(Exercise details)
Lines in the records below that contain the word "dimmed" must each be copied.

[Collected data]
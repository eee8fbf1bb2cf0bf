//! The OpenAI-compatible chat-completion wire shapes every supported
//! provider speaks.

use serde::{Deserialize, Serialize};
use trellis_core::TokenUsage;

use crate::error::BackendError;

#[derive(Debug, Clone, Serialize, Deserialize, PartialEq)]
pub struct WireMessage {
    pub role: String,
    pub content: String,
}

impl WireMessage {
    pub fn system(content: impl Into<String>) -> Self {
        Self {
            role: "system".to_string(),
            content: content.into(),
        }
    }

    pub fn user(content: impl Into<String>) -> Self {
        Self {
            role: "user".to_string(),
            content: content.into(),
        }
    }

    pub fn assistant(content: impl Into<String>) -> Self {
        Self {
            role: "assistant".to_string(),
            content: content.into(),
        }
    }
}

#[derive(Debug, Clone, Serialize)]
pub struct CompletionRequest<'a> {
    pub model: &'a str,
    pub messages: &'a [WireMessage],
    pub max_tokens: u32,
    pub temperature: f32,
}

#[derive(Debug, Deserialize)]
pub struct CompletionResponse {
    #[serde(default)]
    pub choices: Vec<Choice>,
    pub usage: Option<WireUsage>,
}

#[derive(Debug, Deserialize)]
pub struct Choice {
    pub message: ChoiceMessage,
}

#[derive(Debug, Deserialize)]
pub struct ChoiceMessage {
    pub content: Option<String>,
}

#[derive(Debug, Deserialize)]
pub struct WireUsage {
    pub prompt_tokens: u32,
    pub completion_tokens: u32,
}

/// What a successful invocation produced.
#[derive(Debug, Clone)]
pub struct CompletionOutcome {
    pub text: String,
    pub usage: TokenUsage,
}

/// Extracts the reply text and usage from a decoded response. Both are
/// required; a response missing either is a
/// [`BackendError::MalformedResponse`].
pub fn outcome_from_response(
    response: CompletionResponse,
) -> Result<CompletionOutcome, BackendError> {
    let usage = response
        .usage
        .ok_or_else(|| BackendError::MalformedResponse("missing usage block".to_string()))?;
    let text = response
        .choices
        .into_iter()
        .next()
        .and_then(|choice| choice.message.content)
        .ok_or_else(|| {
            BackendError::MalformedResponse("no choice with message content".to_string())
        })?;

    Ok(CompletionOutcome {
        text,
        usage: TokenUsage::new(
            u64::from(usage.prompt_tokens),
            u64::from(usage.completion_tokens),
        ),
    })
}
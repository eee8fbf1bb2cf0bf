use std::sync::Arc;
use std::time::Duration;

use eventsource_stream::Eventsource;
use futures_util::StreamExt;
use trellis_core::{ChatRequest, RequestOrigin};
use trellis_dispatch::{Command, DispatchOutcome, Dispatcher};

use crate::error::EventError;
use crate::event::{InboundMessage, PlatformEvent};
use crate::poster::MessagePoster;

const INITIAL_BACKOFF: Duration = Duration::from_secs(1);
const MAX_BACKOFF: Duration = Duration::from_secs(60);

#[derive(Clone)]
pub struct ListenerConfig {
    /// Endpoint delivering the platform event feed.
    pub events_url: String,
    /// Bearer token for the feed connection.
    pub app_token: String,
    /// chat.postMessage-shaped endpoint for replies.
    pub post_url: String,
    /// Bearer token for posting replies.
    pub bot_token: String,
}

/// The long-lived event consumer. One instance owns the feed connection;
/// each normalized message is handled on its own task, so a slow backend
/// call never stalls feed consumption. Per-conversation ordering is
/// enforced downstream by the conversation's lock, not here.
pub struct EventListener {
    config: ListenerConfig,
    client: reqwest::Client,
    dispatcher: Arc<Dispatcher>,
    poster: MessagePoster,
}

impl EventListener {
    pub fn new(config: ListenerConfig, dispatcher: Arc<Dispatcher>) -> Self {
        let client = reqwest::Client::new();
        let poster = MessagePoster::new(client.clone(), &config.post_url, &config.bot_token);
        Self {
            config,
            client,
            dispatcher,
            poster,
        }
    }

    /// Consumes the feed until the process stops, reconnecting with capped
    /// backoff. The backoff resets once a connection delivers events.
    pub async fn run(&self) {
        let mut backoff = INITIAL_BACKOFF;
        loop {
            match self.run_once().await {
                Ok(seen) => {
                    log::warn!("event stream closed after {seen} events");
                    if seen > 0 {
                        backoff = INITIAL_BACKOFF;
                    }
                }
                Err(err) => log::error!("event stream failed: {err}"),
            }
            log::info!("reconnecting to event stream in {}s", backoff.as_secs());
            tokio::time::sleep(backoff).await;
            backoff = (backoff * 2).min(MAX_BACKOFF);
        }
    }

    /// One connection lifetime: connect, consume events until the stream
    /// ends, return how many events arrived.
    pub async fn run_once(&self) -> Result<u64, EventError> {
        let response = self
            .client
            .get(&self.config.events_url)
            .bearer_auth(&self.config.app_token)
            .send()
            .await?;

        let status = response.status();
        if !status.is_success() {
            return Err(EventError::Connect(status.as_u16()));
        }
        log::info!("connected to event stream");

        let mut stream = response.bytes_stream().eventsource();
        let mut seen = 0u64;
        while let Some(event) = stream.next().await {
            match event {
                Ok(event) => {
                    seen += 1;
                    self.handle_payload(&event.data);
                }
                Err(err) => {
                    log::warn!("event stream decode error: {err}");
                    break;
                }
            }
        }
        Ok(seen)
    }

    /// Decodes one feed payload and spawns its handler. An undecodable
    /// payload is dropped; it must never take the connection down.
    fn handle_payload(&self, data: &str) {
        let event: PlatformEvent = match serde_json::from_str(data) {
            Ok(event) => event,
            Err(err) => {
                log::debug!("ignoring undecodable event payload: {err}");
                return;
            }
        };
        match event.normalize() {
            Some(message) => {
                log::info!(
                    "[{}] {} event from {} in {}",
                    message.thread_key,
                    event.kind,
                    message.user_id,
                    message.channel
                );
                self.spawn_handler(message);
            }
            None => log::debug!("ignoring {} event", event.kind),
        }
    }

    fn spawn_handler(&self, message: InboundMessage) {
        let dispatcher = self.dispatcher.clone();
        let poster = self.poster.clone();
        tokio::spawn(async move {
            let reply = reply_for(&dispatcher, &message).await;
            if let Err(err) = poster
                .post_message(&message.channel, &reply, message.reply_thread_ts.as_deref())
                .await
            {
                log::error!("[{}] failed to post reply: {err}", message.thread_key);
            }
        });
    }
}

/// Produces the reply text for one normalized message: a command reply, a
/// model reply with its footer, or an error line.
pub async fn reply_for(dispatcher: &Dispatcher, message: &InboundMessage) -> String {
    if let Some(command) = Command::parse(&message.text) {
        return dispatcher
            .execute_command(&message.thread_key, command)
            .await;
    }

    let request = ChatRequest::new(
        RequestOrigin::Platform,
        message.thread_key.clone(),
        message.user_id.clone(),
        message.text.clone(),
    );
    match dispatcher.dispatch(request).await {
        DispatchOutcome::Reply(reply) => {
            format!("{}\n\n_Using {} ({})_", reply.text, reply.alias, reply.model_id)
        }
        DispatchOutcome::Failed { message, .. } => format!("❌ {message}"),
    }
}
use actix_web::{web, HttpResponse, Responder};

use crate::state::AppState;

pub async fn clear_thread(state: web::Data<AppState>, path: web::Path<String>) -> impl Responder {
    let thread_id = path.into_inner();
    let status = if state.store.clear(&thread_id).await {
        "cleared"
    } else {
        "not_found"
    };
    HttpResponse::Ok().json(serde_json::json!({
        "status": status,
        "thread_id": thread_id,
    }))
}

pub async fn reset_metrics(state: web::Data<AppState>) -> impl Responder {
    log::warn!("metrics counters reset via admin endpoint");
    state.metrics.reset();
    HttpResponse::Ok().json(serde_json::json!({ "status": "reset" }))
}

---

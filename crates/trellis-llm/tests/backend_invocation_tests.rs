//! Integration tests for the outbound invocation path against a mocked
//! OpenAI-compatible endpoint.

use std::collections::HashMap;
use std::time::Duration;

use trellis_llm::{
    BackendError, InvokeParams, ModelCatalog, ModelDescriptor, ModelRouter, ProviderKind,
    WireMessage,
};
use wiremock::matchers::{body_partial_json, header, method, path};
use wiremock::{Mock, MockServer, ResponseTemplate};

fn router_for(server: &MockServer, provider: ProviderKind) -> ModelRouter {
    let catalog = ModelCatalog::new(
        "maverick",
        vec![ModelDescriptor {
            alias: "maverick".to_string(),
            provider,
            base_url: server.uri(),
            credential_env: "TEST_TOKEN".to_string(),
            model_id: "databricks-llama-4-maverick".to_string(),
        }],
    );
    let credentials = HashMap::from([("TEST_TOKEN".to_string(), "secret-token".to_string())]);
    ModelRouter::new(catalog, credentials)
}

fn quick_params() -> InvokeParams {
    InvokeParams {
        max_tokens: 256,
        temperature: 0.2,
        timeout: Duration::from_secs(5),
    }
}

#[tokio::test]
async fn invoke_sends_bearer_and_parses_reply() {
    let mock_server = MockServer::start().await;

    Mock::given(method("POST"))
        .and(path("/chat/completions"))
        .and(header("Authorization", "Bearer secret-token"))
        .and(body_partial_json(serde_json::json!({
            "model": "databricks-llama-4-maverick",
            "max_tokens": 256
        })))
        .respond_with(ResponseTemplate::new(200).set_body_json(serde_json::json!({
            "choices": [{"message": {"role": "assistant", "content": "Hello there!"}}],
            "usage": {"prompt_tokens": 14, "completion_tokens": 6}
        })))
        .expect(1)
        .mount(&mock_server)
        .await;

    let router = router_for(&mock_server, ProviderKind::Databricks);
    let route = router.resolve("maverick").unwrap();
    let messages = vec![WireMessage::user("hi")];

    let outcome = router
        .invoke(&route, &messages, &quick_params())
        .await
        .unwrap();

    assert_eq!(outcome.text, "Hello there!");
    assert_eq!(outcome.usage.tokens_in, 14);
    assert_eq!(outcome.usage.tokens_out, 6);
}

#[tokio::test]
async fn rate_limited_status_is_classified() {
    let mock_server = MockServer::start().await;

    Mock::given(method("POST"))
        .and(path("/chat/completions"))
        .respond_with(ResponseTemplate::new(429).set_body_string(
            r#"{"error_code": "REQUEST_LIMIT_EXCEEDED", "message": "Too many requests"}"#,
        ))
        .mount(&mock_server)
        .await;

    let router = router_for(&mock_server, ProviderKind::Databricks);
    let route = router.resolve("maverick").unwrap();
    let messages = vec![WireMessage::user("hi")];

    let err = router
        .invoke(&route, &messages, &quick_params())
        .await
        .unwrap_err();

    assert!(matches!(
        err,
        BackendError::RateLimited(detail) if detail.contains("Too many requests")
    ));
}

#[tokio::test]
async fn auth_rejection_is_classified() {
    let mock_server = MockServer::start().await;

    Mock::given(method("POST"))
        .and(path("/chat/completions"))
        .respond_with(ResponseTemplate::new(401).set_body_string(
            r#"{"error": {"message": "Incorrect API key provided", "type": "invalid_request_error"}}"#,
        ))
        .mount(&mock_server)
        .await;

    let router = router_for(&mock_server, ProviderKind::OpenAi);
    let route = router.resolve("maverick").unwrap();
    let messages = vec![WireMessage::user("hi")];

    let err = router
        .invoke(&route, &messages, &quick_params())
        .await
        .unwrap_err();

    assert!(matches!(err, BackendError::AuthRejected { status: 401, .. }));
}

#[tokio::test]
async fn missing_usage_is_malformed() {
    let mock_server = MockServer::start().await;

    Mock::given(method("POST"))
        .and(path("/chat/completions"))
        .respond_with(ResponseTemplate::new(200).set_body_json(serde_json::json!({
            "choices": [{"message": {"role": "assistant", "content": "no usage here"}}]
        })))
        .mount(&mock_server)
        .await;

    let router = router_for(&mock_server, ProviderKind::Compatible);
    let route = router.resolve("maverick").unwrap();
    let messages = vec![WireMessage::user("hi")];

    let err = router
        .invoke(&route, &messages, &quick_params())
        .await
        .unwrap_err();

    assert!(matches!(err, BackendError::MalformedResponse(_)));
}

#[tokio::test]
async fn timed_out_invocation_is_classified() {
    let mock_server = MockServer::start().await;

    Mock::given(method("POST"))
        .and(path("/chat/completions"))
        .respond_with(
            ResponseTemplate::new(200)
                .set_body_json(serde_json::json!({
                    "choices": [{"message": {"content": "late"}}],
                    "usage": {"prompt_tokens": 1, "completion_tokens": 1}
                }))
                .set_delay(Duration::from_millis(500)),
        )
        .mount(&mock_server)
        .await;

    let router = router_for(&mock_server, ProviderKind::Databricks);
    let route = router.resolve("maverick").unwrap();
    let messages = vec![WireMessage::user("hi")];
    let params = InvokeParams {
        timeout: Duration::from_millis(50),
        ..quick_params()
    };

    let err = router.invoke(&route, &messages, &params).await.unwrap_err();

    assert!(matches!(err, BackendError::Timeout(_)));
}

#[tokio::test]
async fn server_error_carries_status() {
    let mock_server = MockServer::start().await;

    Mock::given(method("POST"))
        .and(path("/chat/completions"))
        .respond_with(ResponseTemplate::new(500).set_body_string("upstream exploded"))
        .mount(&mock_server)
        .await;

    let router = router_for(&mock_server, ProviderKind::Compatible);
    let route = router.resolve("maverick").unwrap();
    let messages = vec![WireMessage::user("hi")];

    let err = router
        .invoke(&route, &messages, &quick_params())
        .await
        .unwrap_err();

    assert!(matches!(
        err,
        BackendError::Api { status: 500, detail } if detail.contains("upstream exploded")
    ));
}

* * *

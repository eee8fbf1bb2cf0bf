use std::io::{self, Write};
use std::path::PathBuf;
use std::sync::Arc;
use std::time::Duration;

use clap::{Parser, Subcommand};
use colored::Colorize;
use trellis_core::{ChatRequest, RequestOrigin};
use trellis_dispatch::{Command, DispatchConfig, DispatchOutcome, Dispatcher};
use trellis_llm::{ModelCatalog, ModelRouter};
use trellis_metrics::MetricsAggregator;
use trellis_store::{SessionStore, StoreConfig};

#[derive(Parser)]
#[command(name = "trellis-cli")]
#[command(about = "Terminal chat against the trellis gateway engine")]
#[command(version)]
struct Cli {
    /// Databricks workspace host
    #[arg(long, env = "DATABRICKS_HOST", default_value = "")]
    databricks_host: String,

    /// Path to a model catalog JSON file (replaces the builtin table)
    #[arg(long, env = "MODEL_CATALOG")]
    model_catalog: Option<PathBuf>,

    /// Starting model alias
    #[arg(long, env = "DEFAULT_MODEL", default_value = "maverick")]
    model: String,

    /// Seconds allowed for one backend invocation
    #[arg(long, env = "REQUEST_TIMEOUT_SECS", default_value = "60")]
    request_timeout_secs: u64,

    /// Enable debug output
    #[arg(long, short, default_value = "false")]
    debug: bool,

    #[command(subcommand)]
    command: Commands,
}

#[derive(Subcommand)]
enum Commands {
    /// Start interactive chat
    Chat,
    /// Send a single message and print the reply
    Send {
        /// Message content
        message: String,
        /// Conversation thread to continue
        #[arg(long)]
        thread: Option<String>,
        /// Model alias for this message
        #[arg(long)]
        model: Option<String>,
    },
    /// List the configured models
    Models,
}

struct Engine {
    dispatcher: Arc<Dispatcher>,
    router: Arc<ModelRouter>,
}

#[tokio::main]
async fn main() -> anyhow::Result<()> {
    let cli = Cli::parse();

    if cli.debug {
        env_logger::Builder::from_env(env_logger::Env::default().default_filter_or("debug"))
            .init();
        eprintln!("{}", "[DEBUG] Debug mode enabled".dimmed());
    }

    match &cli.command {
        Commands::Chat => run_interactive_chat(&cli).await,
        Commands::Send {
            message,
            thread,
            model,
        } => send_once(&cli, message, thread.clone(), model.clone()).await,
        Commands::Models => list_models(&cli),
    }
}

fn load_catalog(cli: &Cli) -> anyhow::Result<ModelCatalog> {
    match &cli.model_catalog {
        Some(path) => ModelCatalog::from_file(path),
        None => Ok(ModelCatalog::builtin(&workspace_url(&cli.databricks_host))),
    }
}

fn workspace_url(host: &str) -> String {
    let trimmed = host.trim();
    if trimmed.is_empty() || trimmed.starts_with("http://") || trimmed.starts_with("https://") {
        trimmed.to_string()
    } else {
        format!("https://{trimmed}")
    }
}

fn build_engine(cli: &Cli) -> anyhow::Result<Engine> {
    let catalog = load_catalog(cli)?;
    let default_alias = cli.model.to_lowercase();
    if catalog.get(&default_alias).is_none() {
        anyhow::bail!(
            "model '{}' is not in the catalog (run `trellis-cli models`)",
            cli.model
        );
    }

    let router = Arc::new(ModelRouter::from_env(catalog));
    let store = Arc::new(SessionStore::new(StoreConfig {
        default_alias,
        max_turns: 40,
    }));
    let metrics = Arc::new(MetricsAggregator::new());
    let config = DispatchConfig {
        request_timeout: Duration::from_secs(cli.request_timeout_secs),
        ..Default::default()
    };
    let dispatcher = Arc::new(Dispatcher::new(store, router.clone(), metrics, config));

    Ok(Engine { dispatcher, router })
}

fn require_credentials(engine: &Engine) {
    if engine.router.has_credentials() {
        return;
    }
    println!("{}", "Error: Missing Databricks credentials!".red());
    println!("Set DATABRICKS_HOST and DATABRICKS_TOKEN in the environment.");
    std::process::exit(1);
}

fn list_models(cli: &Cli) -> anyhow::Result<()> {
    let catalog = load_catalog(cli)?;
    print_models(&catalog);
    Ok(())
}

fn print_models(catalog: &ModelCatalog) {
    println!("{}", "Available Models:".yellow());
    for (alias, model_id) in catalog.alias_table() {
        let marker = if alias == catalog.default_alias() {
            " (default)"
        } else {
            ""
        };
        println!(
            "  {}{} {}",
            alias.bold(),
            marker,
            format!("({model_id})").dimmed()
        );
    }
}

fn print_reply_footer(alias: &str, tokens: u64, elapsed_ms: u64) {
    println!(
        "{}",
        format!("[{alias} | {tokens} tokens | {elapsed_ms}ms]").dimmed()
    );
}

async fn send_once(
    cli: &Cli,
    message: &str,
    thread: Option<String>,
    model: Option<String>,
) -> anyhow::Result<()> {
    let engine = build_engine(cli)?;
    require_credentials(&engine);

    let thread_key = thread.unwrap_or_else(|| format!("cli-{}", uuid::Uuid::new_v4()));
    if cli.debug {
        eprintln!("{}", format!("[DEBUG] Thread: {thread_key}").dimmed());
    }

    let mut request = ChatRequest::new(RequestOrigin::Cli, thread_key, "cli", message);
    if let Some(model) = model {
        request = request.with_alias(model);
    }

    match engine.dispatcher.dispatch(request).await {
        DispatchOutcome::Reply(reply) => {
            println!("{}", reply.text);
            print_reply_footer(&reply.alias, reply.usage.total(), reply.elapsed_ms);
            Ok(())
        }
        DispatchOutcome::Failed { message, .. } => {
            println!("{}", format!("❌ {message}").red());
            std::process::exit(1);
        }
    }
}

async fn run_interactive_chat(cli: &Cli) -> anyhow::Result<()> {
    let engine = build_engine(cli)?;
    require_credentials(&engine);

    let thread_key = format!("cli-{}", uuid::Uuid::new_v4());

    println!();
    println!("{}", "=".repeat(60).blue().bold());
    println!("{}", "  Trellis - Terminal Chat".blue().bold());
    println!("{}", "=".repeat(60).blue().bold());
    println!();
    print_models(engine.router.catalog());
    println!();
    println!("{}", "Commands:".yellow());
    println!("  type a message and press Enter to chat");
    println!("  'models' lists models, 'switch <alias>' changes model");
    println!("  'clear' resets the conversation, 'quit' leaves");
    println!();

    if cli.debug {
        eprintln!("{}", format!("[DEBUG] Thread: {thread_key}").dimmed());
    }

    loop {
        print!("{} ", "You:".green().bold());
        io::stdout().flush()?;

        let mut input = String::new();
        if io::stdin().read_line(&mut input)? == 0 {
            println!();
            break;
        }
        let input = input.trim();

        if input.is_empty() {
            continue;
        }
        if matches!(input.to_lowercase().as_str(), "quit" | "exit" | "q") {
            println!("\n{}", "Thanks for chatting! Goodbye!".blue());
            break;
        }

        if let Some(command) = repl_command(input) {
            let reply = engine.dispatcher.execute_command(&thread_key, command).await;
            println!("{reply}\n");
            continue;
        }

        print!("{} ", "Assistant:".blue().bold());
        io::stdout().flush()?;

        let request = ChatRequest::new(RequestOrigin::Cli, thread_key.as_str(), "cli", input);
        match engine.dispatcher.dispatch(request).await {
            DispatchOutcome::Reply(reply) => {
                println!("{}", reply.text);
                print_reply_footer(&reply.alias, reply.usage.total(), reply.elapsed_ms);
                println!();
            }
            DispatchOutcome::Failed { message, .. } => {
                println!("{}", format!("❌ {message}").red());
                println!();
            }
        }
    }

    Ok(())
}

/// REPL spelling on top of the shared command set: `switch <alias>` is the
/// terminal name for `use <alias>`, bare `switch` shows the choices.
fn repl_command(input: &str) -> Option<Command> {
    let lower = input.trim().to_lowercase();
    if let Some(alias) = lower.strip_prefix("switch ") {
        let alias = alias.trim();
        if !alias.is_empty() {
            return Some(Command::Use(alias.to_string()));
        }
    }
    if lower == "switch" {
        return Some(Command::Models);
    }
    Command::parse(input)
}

(Solved exercise)
        eprintln!("{}", "[DEBUG] Debug mode enabled".dimmed());
            format!("({model_id})").dimmed()
        format!("[{alias} | {tokens} tokens | {elapsed_ms}ms]").dimmed()
        eprintln!("{}", format!("[DEBUG] Thread: {thread_key}").dimmed());
        eprintln!("{}", format!("[DEBUG] Thread: {thread_key}").dimmed());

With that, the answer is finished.